【観音霊験記 秩父巡礼】第十八番神門山修験長生院/巫女の神託

『観音霊験記 秩父巡礼十八番神門山修験長生院 巫女の神託』

観音霊験記 秩父順禮 十八番 神門山修験長生院
たゞたのめ 六ぞくともに 大悲をば
神門にたちて たすけ玉へる
奉額
稲妻や 人といふ字を 水にかく

巫女の神託
當寺は、往昔神社にて、大なる榊左右より空に枝をつらねて、恰も樓門のごとくなりしかば、神門といひしが、其社退轉して跡なくなりしを、後年、所の長 里人を集めて再建を談じけるゆへ、まづ神楽を奏しけるに、

巫女に移りて神託ありけるには、「此地必神社を建ることなく、梵刹を立るときは、なが栄へん」と告あるによつて、観音の灵場となせしかば、告のごとく今にいたつて利生あらたか也。
※ 「梵刹」は、仏語。
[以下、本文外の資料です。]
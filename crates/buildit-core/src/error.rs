//! Error types for BuildIt.

use thiserror::Error;

#[derive(Debug, Error)]
pub enum Error {
    #[error("not found: {0}")]
    NotFound(String),

    #[error("invalid input: {0}")]
    InvalidInput(String),

    #[error("unauthorized: {0}")]
    Unauthorized(String),

    #[error("forbidden: {0}")]
    Forbidden(String),

    #[error("conflict: {0}")]
    Conflict(String),

    #[error("execution failed: {0}")]
    ExecutionFailed(String),

    #[error("{0}")]
    CycleDetected(String),

    #[error("key does not exist: {0}")]
    WaitboardMiss(String),

    #[error("timeout: {0}")]
    Timeout(String),

    #[error("cancelled")]
    Cancelled,

    #[error("internal error: {0}")]
    Internal(String),
}

pub type Result<T> = std::result::Result<T, Error>;
//! Store-level category coverage check.

use std::collections::BTreeSet;

use crate::domain::Table;
use crate::error::AppError;
use crate::report::{CheckReport, ReportTable};
use crate::rules::consistency::join;
use crate::rules::{Relation, RuleBook, compare_sets};

use super::subject;

pub const REPORT_FILE: &str = "missing_categories_report.csv";

/// The categories present in the file must be exactly those the store is
/// expected to carry.
///
/// The store column is the first header containing `store`, the category
/// column the first containing `cat`; the store is read from the first row.
pub fn run(table: &Table, rules: &RuleBook) -> Result<CheckReport, AppError> {
    let store_col = table.find_column_containing("store").ok_or_else(|| {
        AppError::input(format!("No column with 'store' in header in '{}'", table.source.display()))
    })?;
    let cat_col = table.find_column_containing("cat").ok_or_else(|| {
        AppError::input(format!("No column with 'cat' in header in '{}'", table.source.display()))
    })?;
    if table.is_empty() {
        return Err(AppError::input(format!("No data rows in '{}'", table.source.display())));
    }

    let store = table.cell_at(0, store_col).trim().to_lowercase();
    let actual: BTreeSet<String> = (0..table.len())
        .map(|idx| table.cell_at(idx, cat_col).trim().to_lowercase())
        .filter(|c| !c.is_empty() && c != "nan")
        .collect();
    let expected = rules.expected_categories(&store);

    let cmp = compare_sets(&expected, &actual, Relation::Equal);
    let result = match (cmp.missing.is_empty(), cmp.extra.is_empty()) {
        (true, true) => "all pass".to_string(),
        (false, true) => format!("missing: {}", join(&cmp.missing, ", ")),
        (true, false) => format!("extra: {}", join(&cmp.extra, ", ")),
        (false, false) => format!("category mismatch; {}", cmp.describe()),
    };

    let mut out = ReportTable::new(REPORT_FILE, &["store", "result"]);
    out.push(vec![store.clone(), result.clone()]);

    let mut report = CheckReport::new("categories", subject(table), "store");
    report.record(cmp.status, || format!("{store}: {result}"));
    if expected.is_empty() {
        report.note(format!("Store `{store}` has no expected categories."));
    }
    report.tables.push(out);
    Ok(report)
}
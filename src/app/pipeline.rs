//! Shared "check pipeline" logic: load → check → write reports → verdict.
//!
//! Every subcommand differs only in the check it runs; loading inputs,
//! writing reports and deciding the exit status live here so the ordering
//! (reports first, failure last) holds for all of them.

use std::path::{Path, PathBuf};

use tracing::{info, warn};

use crate::domain::{RunConfig, Table};
use crate::error::AppError;
use crate::io::{load_table, write_report, write_summary_json};
use crate::report::{CheckReport, RunSummary, failure_message, format_summary};

/// A finished check together with the report files it produced.
#[derive(Debug, Clone)]
pub struct RunOutput {
    pub report: CheckReport,
    pub written: Vec<PathBuf>,
}

impl RunOutput {
    pub fn failed(&self, strict: bool) -> bool {
        self.report.failed(strict)
    }
}

/// Load one input file, surfacing malformed records.
pub fn load_input(path: &Path) -> Result<Table, AppError> {
    let table = load_table(path)?;
    info!(path = %path.display(), rows = table.len(), "input loaded");
    if !table.row_errors.is_empty() {
        warn!(
            count = table.row_errors.len(),
            "some records held undecodable bytes and were read lossily"
        );
    }
    Ok(table)
}

/// Loads a check's inputs and remembers their row errors for the report.
#[derive(Debug, Default)]
pub struct Loader {
    notes: Vec<String>,
}

impl Loader {
    pub fn load(&mut self, path: &Path) -> Result<Table, AppError> {
        let table = load_input(path)?;
        for err in &table.row_errors {
            self.notes.push(format!("{} line {}: {}", table.source.display(), err.line, err.message));
        }
        Ok(table)
    }

    /// Move the collected row errors into the report's notes.
    pub fn annotate(self, report: &mut CheckReport) {
        report.notes.extend(self.notes);
    }
}

/// Write every report table of `report` (and the JSON summary when asked).
pub fn publish(config: &RunConfig, report: CheckReport) -> Result<RunOutput, AppError> {
    let mut written = Vec::with_capacity(report.tables.len());
    for table in &report.tables {
        written.push(write_report(&config.out_dir, table)?);
    }

    if let Some(path) = &config.summary_json {
        let summary = RunSummary::new(&report, &written, config.strict);
        write_summary_json(path, &summary)?;
        written.push(path.clone());
    }

    Ok(RunOutput { report, written })
}

/// Publish, print the summary, and turn violations into an error.
pub fn finish(config: &RunConfig, report: CheckReport) -> Result<RunOutput, AppError> {
    let output = publish(config, report)?;
    println!("{}", format_summary(&output.report, &output.written));

    if output.failed(config.strict) {
        return Err(AppError::violations(failure_message(&output.report, config.strict)));
    }
    Ok(output)
}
仏寺のこと。
※ 「利生」は、仏語。仏菩薩が衆生を救うこと。

それ 神と佛は 水波のへだちにて、両部内證は一致にて、慈悲深長の誓ひ何をか分たん。しかれば、神を敬ふものは、必 佛を信じて利益を蒙るべきもの也。
※「水波のへだち」は、水波の隔ち。水と波が分けがたいように、名は違っていても本体は同じであることの喩え。水波の隔て。
※ 「両部」は、仏語。密教における二大法門、金剛界と胎蔵界のこと。両界。
※ 「内證」は、仏語。自分の心のうちに真理を悟ること。内証。

筆者注 ●は解読できなかった文字を意味しています。